Total borrowings at top 13 listed Chinese solar companies had doubled to about $15 billion as of June 30 from a year ago, according to CLSA. Majority of those debts are with Chinese banks and are due within a year.
China’s support to its companies has angered U.S. solar firms, which say Chinese producers can undercut American prices as they receive massive cash grants and other subsidies.
However, mounting unsold products, spiraling debts, shrinking profits and a worsening market could lead to a major shakeout of the legions of weaker Chinese companies, analysts and bankers say.
“Over the next six months, there won’t be profits to be made,” said CLSA’s solar analyst Charles Yonts. He expects some companies to start defaulting on loans and put themselves up for sale.
“Balance sheets across the solar sector are already stretched to breaking.”
China’s LDK Solar Co Ltd last week sharply lowered its revenue outlook due to price falls, joining First Solar Inc, Trina Solar Ltd, Yingli Green Energy Holding Co Ltd and Renesola Ltd, among others, in cutting targets for the year.
Among the U.S.-listed Chinese firms such as LDK Solar, Suntech Power Holdings and Canadian Solar, LDK has the highest credit risk, according to CLSA.
Wells Fargo solar analyst Sam Dubinsky dropped coverage of LDK last week, saying he was “not convinced shares are a viable investment,” due to increasing liquidity risks in light of its balance sheet geared to short-term borrowings.
LDK did not respond to an email from Reuters seeking comment about its credit position.
Canadian Solar, China Sunergy, LDK and Suntech had net gearing ratios — a measure of financial leverage — of more than 100 percent, making them vulnerable to any further slide in product prices, analysts said. The median net gearing of companies in the sector is 46 percent.
Despite requests for more lending from local governments, Chinese banks in Jiangsu, one of the country’s largest solar panel production bases, are tightening lending for local solar companies, according to banking sources.
“We are worried about this industry every day,” a senior loan banker who has knowledge of loan arrangements with Chinese solar companies told Basis Point, a Thomson Reuters publication.

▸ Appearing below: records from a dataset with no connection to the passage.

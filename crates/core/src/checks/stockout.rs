use crate::checks::AnalystCheck;
use crate::context::{
    BusinessContext, CRITICAL_DAYS_OF_STOCK, MEDIUM_DAYS_OF_STOCK, MIN_COVERAGE_FRACTION,
    TOP_SELLER_REVENUE_PERCENTILE,
};
use crate::domain::features::{FeatureRecord, FeatureSet, VelocityConfidence};
use crate::domain::insight::{Insight, InsightType, MetricValue, Severity};
use std::collections::{BTreeMap, BTreeSet};

pub const CHECK_NAME: &str = "stockout_risk";

/// Identifies products at risk of stock-out from days-of-cover.
///
/// Severity is contextual: top sellers are escalated one level because a
/// stock-out there costs disproportionate revenue.
pub struct StockOutRiskCheck;

/// Per-product working view for one run. Derived from the feature set; the
/// top-seller flag is relative across the whole set so it lives here, not on
/// the feature record.
#[derive(Debug)]
struct Assessment<'a> {
    record: &'a FeatureRecord,
    days_of_stock: f64,
    is_top_seller: bool,
    severity: Severity,
}

impl AnalystCheck for StockOutRiskCheck {
    fn name(&self) -> &'static str {
        CHECK_NAME
    }

    fn description(&self) -> &'static str {
        "Identifies products at risk of running out of stock based on days of cover"
    }

    fn is_applicable(&self, context: &BusinessContext) -> bool {
        context.has_threshold(CRITICAL_DAYS_OF_STOCK) && context.has_threshold(MEDIUM_DAYS_OF_STOCK)
    }

    fn execute(
        &self,
        features: &FeatureSet,
        context: &BusinessContext,
    ) -> anyhow::Result<Vec<Insight>> {
        // An empty analysis is valid, not exceptional.
        if features.is_empty() {
            return Ok(Vec::new());
        }

        let critical_days = context.get_threshold(CRITICAL_DAYS_OF_STOCK)?;
        let medium_days = context.get_threshold(MEDIUM_DAYS_OF_STOCK)?;
        let top_fraction = context.get_threshold(TOP_SELLER_REVENUE_PERCENTILE)?;
        let min_coverage = context.get_threshold(MIN_COVERAGE_FRACTION)?;

        let top_sellers = top_sellers_by_revenue(features, top_fraction);
        let assessments: Vec<Assessment> = features
            .iter()
            .map(|(product_id, record)| {
                let days_of_stock = record.quantity.max(0.0) / record.daily_sales_velocity;
                let is_top_seller = top_sellers.contains(product_id.as_str());
                Assessment {
                    record,
                    days_of_stock,
                    is_top_seller,
                    severity: classify_severity(
                        days_of_stock,
                        is_top_seller,
                        critical_days,
                        medium_days,
                    ),
                }
            })
            .collect();

        let mut insights = Vec::new();
        for severity in [Severity::Critical, Severity::High, Severity::Medium] {
            let mut bucket: Vec<&Assessment> = assessments
                .iter()
                .filter(|a| a.severity == severity)
                .collect();
            if bucket.is_empty() {
                continue;
            }
            bucket.sort_by(|a, b| {
                a.days_of_stock
                    .partial_cmp(&b.days_of_stock)
                    .unwrap_or(std::cmp::Ordering::Equal)
                    .then_with(|| a.record.product_id.cmp(&b.record.product_id))
            });
            insights.push(bucket_insight(severity, &bucket, features.len()));
        }

        // Trust-first: low coverage is reported even when no risk was found,
        // so silence never implies confidence the data does not support.
        let coverage = features.high_confidence_fraction();
        if !features.sales_rows_supplied() || coverage < min_coverage {
            insights.push(coverage_insight(features));
        }

        tracing::debug!(
            products = features.len(),
            top_sellers = top_sellers.len(),
            insights = insights.len(),
            coverage,
            "stock-out risk check complete"
        );
        Ok(insights)
    }
}
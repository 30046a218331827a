use crate::checks::CheckRegistry;
use crate::context::BusinessContext;
use crate::domain::insight::Insight;
use crate::extract;
use crate::ingest::table::AnalysisTable;
use crate::ingest::validate;
use crate::insights::prioritize;

/// Orchestrates one analysis run: validate → extract → checks → prioritize.
///
/// A run is a pure function of (table, context); the engine holds no mutable
/// state and can be reused across runs.
pub struct AnalyticsEngine {
    context: BusinessContext,
    registry: CheckRegistry,
}

impl AnalyticsEngine {
    pub fn new(context: BusinessContext, registry: CheckRegistry) -> Self {
        Self { context, registry }
    }

    pub fn with_defaults(context: BusinessContext) -> Self {
        Self::new(context, CheckRegistry::with_defaults())
    }

    pub fn context(&self) -> &BusinessContext {
        &self.context
    }

    /// Run the full pipeline over one table. Fatal errors (inconsistent
    /// inventory, missing context values) propagate unmodified; data-quality
    /// problems surface as insights, never as errors.
    pub fn analyze(&self, table: &AnalysisTable) -> anyhow::Result<Vec<Insight>> {
        validate::validate(table)?;
        let features = extract::extract(table, &self.context)?;

        let mut insights = Vec::new();
        for check in self.registry.get_applicable(&self.context) {
            let t0 = std::time::Instant::now();
            let mut out = check.execute(&features, &self.context)?;
            tracing::debug!(
                check = check.name(),
                insights = out.len(),
                elapsed_ms = t0.elapsed().as_millis(),
                "check complete"
            );
            insights.append(&mut out);
        }

        Ok(prioritize::prioritize(insights))
    }
}

#[cfg(test)]
mod tests {
    use super::*;
    use crate::domain::insight::Severity;
    use crate::error::DataInconsistency;
    use crate::ingest::table::TableRow;
    use chrono::NaiveDate;

    fn date(s: &str) -> NaiveDate {
        NaiveDate::parse_from_str(s, "%Y-%m-%d").unwrap()
    }

    fn inventory_row(id: &str, price: f64, quantity: f64) -> TableRow {
        TableRow {
            product_id: id.to_string(),
            as_of_date: Some(date("2024-12-01")),
            product_name: Some(format!("Product {id}")),
            price: Some(price),
            starting_quantity: Some(quantity),
            ..TableRow::default()
        }
    }

    fn sales_row(id: &str, d: &str, units: f64) -> TableRow {
        TableRow {
            product_id: id.to_string(),
            date: Some(date(d)),
            units_sold: Some(units),
            ..TableRow::default()
        }
    }

    fn engine() -> AnalyticsEngine {
        AnalyticsEngine::with_defaults(BusinessContext::retail())
    }

    #[test]
    fn analyze_emits_prioritized_insights() {
        let mut rows = vec![
            // 5 units at 2/day => 2.5 days; top seller by revenue.
            inventory_row("P1", 100.0, 5.0),
            // Plenty of stock, cheap.
            inventory_row("P2", 1.0, 500.0),
        ];
        for day in 2..=12 {
            rows.push(sales_row("P1", &format!("2024-12-{day:02}"), 2.0));
            rows.push(sales_row("P2", &format!("2024-12-{day:02}"), 1.0));
        }
        let table = AnalysisTable { rows };

        let insights = engine().analyze(&table).unwrap();
        assert!(!insights.is_empty());
        assert_eq!(insights[0].severity, Severity::Critical);
        for pair in insights.windows(2) {
            assert!(pair[0].severity <= pair[1].severity);
        }
    }

    #[test]
    fn no_sales_input_always_reports_coverage() {
        let table = AnalysisTable {
            rows: vec![inventory_row("P1", 10.0, 1000.0)],
        };
        let insights = engine().analyze(&table).unwrap();
        assert!(insights
            .iter()
            .any(|i| i.severity == Severity::Info && i.title.contains("sales history missing")));
    }

    #[test]
    fn inconsistent_inventory_aborts_the_run() {
        let table = AnalysisTable {
            rows: vec![
                inventory_row("P1", 10.0, 100.0),
                inventory_row("P1", 10.0, 90.0),
            ],
        };
        let err = engine().analyze(&table).unwrap_err();
        assert!(err.downcast_ref::<DataInconsistency>().is_some());
    }

    #[test]
    fn invalid_table_fails_validation_before_extraction() {
        let table = AnalysisTable {
            rows: vec![sales_row("P1", "2024-12-02", 1.0)],
        };
        assert!(engine().analyze(&table).is_err());
    }
}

“The industry is going through a painful reshuffle. Some companies will face tremendous problems and even go bankrupt,” said the banker, who declined to be identified as he was not authorized to speak to the media.
Cash-strapped companies may be forced to raise capital on poor terms or cut investments if banks tighten funding.
Shanghai-based solar panel maker JinkoSolar Holding has raised short-term bank-accepted notes in the second quarter by eight folds from a year ago to pay its suppliers, highlighting the liquidity challenges faced by the industry, according to Susquehanna Financial.
JinkoSolar’s Chief Financial Officer Longgen Zhang said issuing bank-accepted notes is a common industry practice.
“It helps keep a healthy cash flow,” the CFO said, adding that the company keeps a strong balance sheet.
Banks are also becoming more selective in extending loans amid growing fears that the industry may face further difficulties.
“Banks are becoming uncomfortable with many companies’ debt levels and as a result, are likely to become unsupportive to uncompetitive producers,” said Colm O’Connor, fund manager at KBC Eco Fund Alternative Energy.
But relatively big firms such as GCL-Poly Energy Holdings and Trina Solar should be able to survive the downturn as they enjoy the support from their state shareholders or local governments — who need to keep the plants afloat to boost employment.
“The companies are large employers. Local governments will strongly encourage banks not to close out lines of credit and roll over short term debts,” said an analyst who requested anonymity due to the sensitive nature of the issue.
LDK, which is backed by the Jiangxi provincial government, plans to triple its polysilicon capacity to 55,000 metric tons by 2013, just as it braces for lower revenue.
In September, China Development Bank, one of China’s three policy-oriented banks, approved a $713 million loan deal with GCL Poly, which is 20 percent owned by sovereign wealth fund China Investment Corp.